(Items listed in a dataset)
· · · · ·
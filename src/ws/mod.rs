//! WebSocket stream connections
//!
//! Provides the transport abstraction, a tungstenite-backed connector, an
//! in-process loopback connector, and the supervisor that keeps exactly one
//! connection alive with fixed-delay reconnection.

mod client;
mod loopback;
mod supervisor;
mod types;

pub use client::{stream_url, Connector, WsConnector};
pub use loopback::{LoopbackConnector, LoopbackPeer};
pub use supervisor::{FrameHandler, Supervisor, SupervisorConfig};
pub use types::{
    ConnectionState, ConnectionStatus, ReconnectPolicy, TransportEvent, WsConfig,
    CLOSE_GOING_AWAY, CLOSE_NORMAL,
};
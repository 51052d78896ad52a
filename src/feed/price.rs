//! Live price feed

use super::decoder::FrameDecoder;
use super::types::{PriceSource, PriceTick};
use crate::config::PriceFeedConfig;
use crate::ws::{
    ConnectionStatus, Connector, FrameHandler, ReconnectPolicy, Supervisor, SupervisorConfig,
    WsConfig, WsConnector,
};
use chrono::{DateTime, Utc};
use rust_decimal::Decimal;
use serde::Serialize;
use std::collections::HashMap;
use std::sync::Arc;
use tokio::sync::watch;

/// Feed name used in logs and metrics
pub const PRICE_FEED: &str = "prices";

/// Latest known price for one symbol
#[derive(Debug, Clone, PartialEq, Serialize)]
#[serde(rename_all = "camelCase")]
pub struct PriceEntry {
    pub price: Decimal,
    pub source: PriceSource,
    pub timestamp: DateTime<Utc>,
    /// Price before the latest update; absent after the first tick
    #[serde(skip_serializing_if = "Option::is_none")]
    pub previous_price: Option<Decimal>,
}

impl PriceEntry {
    /// Move since the previous tick
    pub fn change(&self) -> Option<Decimal> {
        self.previous_price.map(|previous| self.price - previous)
    }
}

/// Symbol → latest price, keyed by upper-cased symbol
///
/// Never cleared on reconnect: stale prices stay visible with their last
/// timestamp until fresher ticks arrive.
#[derive(Debug, Clone, Default, PartialEq, Serialize)]
#[serde(transparent)]
pub struct PriceBook {
    entries: HashMap<String, PriceEntry>,
}

impl PriceBook {
    /// Fold a tick into the book
    pub fn apply(&mut self, tick: PriceTick) {
        let key = tick.symbol.to_ascii_uppercase();
        let previous_price = self.entries.get(&key).map(|entry| entry.price);

        self.entries.insert(
            key,
            PriceEntry {
                price: tick.price,
                source: tick.source,
                timestamp: tick.timestamp,
                previous_price,
            },
        );
    }

    /// Case-insensitive lookup
    pub fn get(&self, symbol: &str) -> Option<&PriceEntry> {
        self.entries.get(&symbol.to_ascii_uppercase())
    }

    pub fn len(&self) -> usize {
        self.entries.len()
    }

    pub fn is_empty(&self) -> bool {
        self.entries.is_empty()
    }

    pub fn iter(&self) -> impl Iterator<Item = (&str, &PriceEntry)> {
        self.entries.iter().map(|(symbol, entry)| (symbol.as_str(), entry))
    }
}

/// Decodes price frames and folds them into the published book
pub struct PriceProjector {
    decoder: FrameDecoder<PriceTick>,
    book: watch::Sender<PriceBook>,
}

impl PriceProjector {
    pub fn new(book: watch::Sender<PriceBook>) -> Self {
        Self {
            decoder: FrameDecoder::new(PRICE_FEED),
            book,
        }
    }
}

impl FrameHandler for PriceProjector {
    fn on_frame(&mut self, text: &str) {
        if let Some(tick) = self.decoder.decode(text) {
            tracing::trace!(symbol = %tick.symbol, price = %tick.price, "Price tick");
            self.book.send_modify(|book| book.apply(tick));
        }
    }
}

/// Consumer handle for the price feed
///
/// Connects on creation and retries every close after a fixed delay.
/// Dropping the handle tears the connection down.
pub struct PriceFeed {
    supervisor: Supervisor<PriceProjector>,
    book: watch::Receiver<PriceBook>,
}

impl PriceFeed {
    /// Subscribe over a real WebSocket
    pub fn subscribe(origin: impl Into<String>, config: &PriceFeedConfig, ws: WsConfig) -> Self {
        Self::with_connector(origin, config, Arc::new(WsConnector::new(ws)))
    }

    /// Subscribe through any connector
    pub fn with_connector(
        origin: impl Into<String>,
        config: &PriceFeedConfig,
        connector: Arc<dyn Connector>,
    ) -> Self {
        let (tx, book) = watch::channel(PriceBook::default());
        let supervisor = Supervisor::new(
            origin,
            SupervisorConfig {
                name: PRICE_FEED,
                endpoint_path: config.endpoint_path.clone(),
                retry_delay: config.retry_delay(),
                reconnect_policy: ReconnectPolicy::Always,
            },
            connector,
            PriceProjector::new(tx),
        );

        tracing::info!(endpoint = %config.endpoint_path, "Subscribing to price feed");
        supervisor.connect();

        Self { supervisor, book }
    }

    /// Copy of the current book
    pub fn snapshot(&self) -> PriceBook {
        self.book.borrow().clone()
    }

    /// Latest price for `symbol`, any case
    pub fn price(&self, symbol: &str) -> Option<PriceEntry> {
        self.book.borrow().get(symbol).cloned()
    }

    /// Receiver notified on every book change
    pub fn updates(&self) -> watch::Receiver<PriceBook> {
        self.book.clone()
    }

    pub fn is_connected(&self) -> bool {
        self.supervisor.status().is_connected()
    }

    pub fn status(&self) -> ConnectionStatus {
        self.supervisor.status()
    }

    pub fn watch_status(&self) -> watch::Receiver<ConnectionStatus> {
        self.supervisor.watch_status()
    }

    pub fn connect(&self) {
        self.supervisor.connect();
    }

    pub fn disconnect(&self) {
        self.supervisor.disconnect();
    }
}
//! Frame decoding
//!
//! Frames are JSON objects tagged by a `type` field. Each feed accepts one
//! tag; frames with any other tag are ignored, frames that fail to parse are
//! dropped. Neither outcome touches the connection.

use crate::error::FeedError;
use crate::telemetry::{increment, FeedCounter};
use serde::de::DeserializeOwned;
use serde_json::Value;
use std::marker::PhantomData;

/// Event type carried by a feed, identified by its `type` tag
pub trait FeedEvent: DeserializeOwned {
    const KIND: &'static str;
}

/// Outcome of decoding a well-formed frame
#[derive(Debug, Clone, PartialEq)]
pub enum Decoded<E> {
    /// Frame carried this feed's event
    Event(E),
    /// Frame is JSON but tagged for something else (or untagged)
    Ignored { kind: Option<String> },
}

/// Decode one text frame as `E`
pub fn decode_frame<E: FeedEvent>(text: &str) -> Result<Decoded<E>, FeedError> {
    let value: Value = serde_json::from_str(text)?;

    match value.get("type").and_then(Value::as_str) {
        Some(kind) if kind == E::KIND => Ok(Decoded::Event(serde_json::from_value(value)?)),
        kind => Ok(Decoded::Ignored {
            kind: kind.map(str::to_string),
        }),
    }
}

/// Per-feed decoder that logs and counts rejected frames
pub struct FrameDecoder<E> {
    feed: &'static str,
    _event: PhantomData<fn() -> E>,
}

impl<E: FeedEvent> FrameDecoder<E> {
    pub fn new(feed: &'static str) -> Self {
        Self {
            feed,
            _event: PhantomData,
        }
    }

    /// Decode a frame, returning `None` for anything that is not an `E`
    pub fn decode(&self, text: &str) -> Option<E> {
        match decode_frame::<E>(text) {
            Ok(Decoded::Event(event)) => Some(event),
            Ok(Decoded::Ignored { kind }) => {
                tracing::trace!(feed = self.feed, ?kind, "Ignoring foreign frame");
                increment(self.feed, FeedCounter::FramesIgnored);
                None
            }
            Err(e) => {
                tracing::debug!(feed = self.feed, error = %e, "Dropping malformed frame");
                increment(self.feed, FeedCounter::FramesDropped);
                None
            }
        }
    }
}
//! Prices command implementation

use crate::config::Config;
use crate::feed::{PriceBook, PriceEntry, PriceFeed};
use clap::Args;
use std::collections::BTreeMap;

#[derive(Args, Debug)]
pub struct PricesArgs {
    /// Only show these symbols (any case); repeatable
    #[arg(short, long)]
    pub symbol: Vec<String>,

    /// Print each snapshot as JSON
    #[arg(long)]
    pub json: bool,
}

impl PricesArgs {
    pub async fn execute(&self, config: &Config) -> anyhow::Result<()> {
        let feed = PriceFeed::subscribe(
            config.origin.clone(),
            &config.price,
            config.transport.ws_config(),
        );
        let mut updates = feed.updates();
        let mut status = feed.watch_status();

        loop {
            tokio::select! {
                changed = updates.changed() => {
                    if changed.is_err() {
                        break;
                    }
                    let book = updates.borrow_and_update().clone();
                    self.render(&book)?;
                }
                changed = status.changed() => {
                    if changed.is_err() {
                        break;
                    }
                    let current = status.borrow_and_update().clone();
                    tracing::info!(
                        state = ?current.state,
                        error = current.last_error.as_deref().unwrap_or_default(),
                        "Price feed status"
                    );
                }
                _ = tokio::signal::ctrl_c() => {
                    tracing::info!("Interrupted, closing price feed");
                    break;
                }
            }
        }

        drop(feed);
        Ok(())
    }

    fn select<'a>(&self, book: &'a PriceBook) -> BTreeMap<String, &'a PriceEntry> {
        if self.symbol.is_empty() {
            book.iter()
                .map(|(symbol, entry)| (symbol.to_string(), entry))
                .collect()
        } else {
            self.symbol
                .iter()
                .filter_map(|symbol| {
                    book.get(symbol)
                        .map(|entry| (symbol.to_ascii_uppercase(), entry))
                })
                .collect()
        }
    }

    fn render(&self, book: &PriceBook) -> anyhow::Result<()> {
        let selected = self.select(book);
        if selected.is_empty() {
            return Ok(());
        }

        if self.json {
            println!("{}", serde_json::to_string(&selected)?);
            return Ok(());
        }

        for (symbol, entry) in selected {
            let change = entry
                .change()
                .map(|delta| format!(" ({delta:+})"))
                .unwrap_or_default();
            println!(
                "{symbol:<8} {}{change}  {:?}  {}",
                entry.price,
                entry.source,
                entry.timestamp.to_rfc3339()
            );
        }
        Ok(())
    }
}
· · · · ·
### YOUR TASK
A single number is required: the count of lines in the records that include the string "FrameHandler".

### REPLY
3